I had to do it when my check engine light came on and had a sensor go bad. Car drove fine but I wanted it fixed asap.:tongue:


----------



## diesel (Jun 8, 2013)

Seems like there's a small handful of cars with this type of issue. I wonder if ultimately the issue gets traced to the same root cause.


----------



## bigluke (Aug 18, 2013)

One thing for sure it's very frustrating because the car is driven in the ideal conditions 90% highway driving. My check engine is still even if started the car many times since the first error message. They told me to drive normally and sometimes a sensor fails and reset by itself that I understand but if it happens each two weeks I'll let it to the dealer to get it fix.


----------



## Scott M. (Apr 23, 2013)

Yes, Its really burning my biscuits. Running it hard can clear it but it keeps coming back.


----------



## Nuke108 (Sep 1, 2014)

I am having the exact same problem with mine. It only has 350 miles on it and the light stays lit. Already been down the switch out the "bad def " road and told its possibly a sensor. Next step is tomorrow morning I drop it off. This is my first ever new car purchase too. I did a lot of research and I bought this car because I wanted reliability and longevity. The def system really worried me from the early stages of research. It seems like the EPA is putting such a stranglehold on the automakers here in the states so I can't imagine seeing a lot more of these cars if they don't find a way to make the threshold a little less sensitive.


----------



## Scott M. (Apr 23, 2013)

The DEF system is just too complex to be reliable. This message is a anti tamper mechanism. It assumes we are too cheap to buy DEF fluid and we put straight water in the tank. A system this complex and unreliable should not put the car into a countdown to death. This is my first diesel with a DEF system. I was worried about the DPF but that seems to be OK. Its the DEF system that will kill this car. The only up side is that its not an isolated incident ( though that's what the dealers like to tell you) hopefully they will come up with a fix.


----------



## boraz (Aug 29, 2013)

Scott M. said:


> A system this complex and unreliable should not put the car into a countdown to death.


thank the govt for that

on our trucks we are allowed by the computer to clear the codes x amount of times without fixing (to get the truck to repair destination presumably)....
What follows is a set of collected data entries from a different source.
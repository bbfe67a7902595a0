//! Type definitions for node paths.

use std::borrow::Cow;
use std::fmt;

use serde::{Deserialize, Deserializer, Serialize};
use serde_json::Value;

use crate::validate::is_valid_index;
use crate::PathError;

/// A single step of a [`Path`].
///
/// Keys address object members, indices address array elements.
#[derive(Debug, Clone, PartialEq, Eq, Hash, Serialize)]
#[serde(untagged)]
pub enum Segment {
    Key(String),
    Index(usize),
}

/// A path from the document root to a node. Empty means the root itself.
pub type Path = Vec<Segment>;

impl Segment {
    pub fn key(key: impl Into<String>) -> Self {
        Segment::Key(key.into())
    }

    pub fn index(index: usize) -> Self {
        Segment::Index(index)
    }

    pub fn is_index(&self) -> bool {
        matches!(self, Segment::Index(_))
    }

    /// Position of this segment inside an array.
    ///
    /// String keys only resolve when they are canonical indices (`"0"`, `"12"`);
    /// anything else has no array position.
    pub fn array_index(&self) -> Option<usize> {
        match self {
            Segment::Index(i) => Some(*i),
            Segment::Key(k) if is_valid_index(k) => k.parse().ok(),
            Segment::Key(_) => None,
        }
    }

    /// Member name of this segment inside an object. Indices use their decimal text.
    pub fn object_key(&self) -> Cow<'_, str> {
        match self {
            Segment::Key(k) => Cow::Borrowed(k.as_str()),
            Segment::Index(i) => Cow::Owned(i.to_string()),
        }
    }
}

impl From<&str> for Segment {
    fn from(key: &str) -> Self {
        Segment::Key(key.to_string())
    }
}

impl From<String> for Segment {
    fn from(key: String) -> Self {
        Segment::Key(key)
    }
}

impl From<usize> for Segment {
    fn from(index: usize) -> Self {
        Segment::Index(index)
    }
}

impl TryFrom<&Value> for Segment {
    type Error = PathError;

    fn try_from(value: &Value) -> Result<Self, Self::Error> {
        match value {
            Value::String(s) => Ok(Segment::Key(s.clone())),
            Value::Number(n) => n
                .as_u64()
                .and_then(|i| usize::try_from(i).ok())
                .map(Segment::Index)
                .ok_or_else(|| PathError::InvalidIndex(n.to_string())),
            other => Err(PathError::InvalidSegment(other.to_string())),
        }
    }
}

impl<'de> Deserialize<'de> for Segment {
    fn deserialize<D: Deserializer<'de>>(deserializer: D) -> Result<Self, D::Error> {
        let raw = Value::deserialize(deserializer)?;
        Segment::try_from(&raw).map_err(serde::de::Error::custom)
    }
}

impl fmt::Display for Segment {
    fn fmt(&self, f: &mut fmt::Formatter<'_>) -> fmt::Result {
        match self {
            Segment::Key(k) => f.write_str(&crate::locator::quote_key(k)),
            Segment::Index(i) => write!(f, "{i}"),
        }
    }
}

#[cfg(test)]
mod tests {
    use super::*;
    use serde_json::json;

    #[test]
    fn test_array_index() {
        assert_eq!(Segment::index(3).array_index(), Some(3));
        assert_eq!(Segment::key("3").array_index(), Some(3));
        assert_eq!(Segment::key("03").array_index(), None);
        assert_eq!(Segment::key("a").array_index(), None);
    }

    #[test]
    fn test_object_key() {
        assert_eq!(Segment::key("a").object_key(), "a");
        assert_eq!(Segment::index(7).object_key(), "7");
    }

    #[test]
    fn test_segment_from_json() {
        assert_eq!(Segment::try_from(&json!("a")).unwrap(), Segment::key("a"));
        assert_eq!(Segment::try_from(&json!(2)).unwrap(), Segment::index(2));
        assert!(matches!(
            Segment::try_from(&json!(-1)),
            Err(PathError::InvalidIndex(_))
        ));
        assert!(matches!(
            Segment::try_from(&json!(1.5)),
            Err(PathError::InvalidIndex(_))
        ));
        assert!(matches!(
            Segment::try_from(&json!(true)),
            Err(PathError::InvalidSegment(_))
        ));
    }

    #[test]
    fn test_path_serde() {
        let path: Path = serde_json::from_str(r#"["a", 0, "b"]"#).unwrap();
        assert_eq!(
            path,
            vec![Segment::key("a"), Segment::index(0), Segment::key("b")]
        );
        assert_eq!(serde_json::to_string(&path).unwrap(), r#"["a",0,"b"]"#);

        let bad: Result<Path, _> = serde_json::from_str(r#"["a", -1]"#);
        assert!(bad.is_err());
    }
}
but go past x, the truck goes into govt derate, basically 5 mph


----------



## boraz (Aug 29, 2013)

Scott M. said:


> The DEF system is just too complex to be reliable. I was worried about the DPF but that seems to be OK. Its the DEF system that will kill this car. The only up side is that its not an isolated incident ( though that's what the dealers like to tell you) hopefully they will come up with a fix.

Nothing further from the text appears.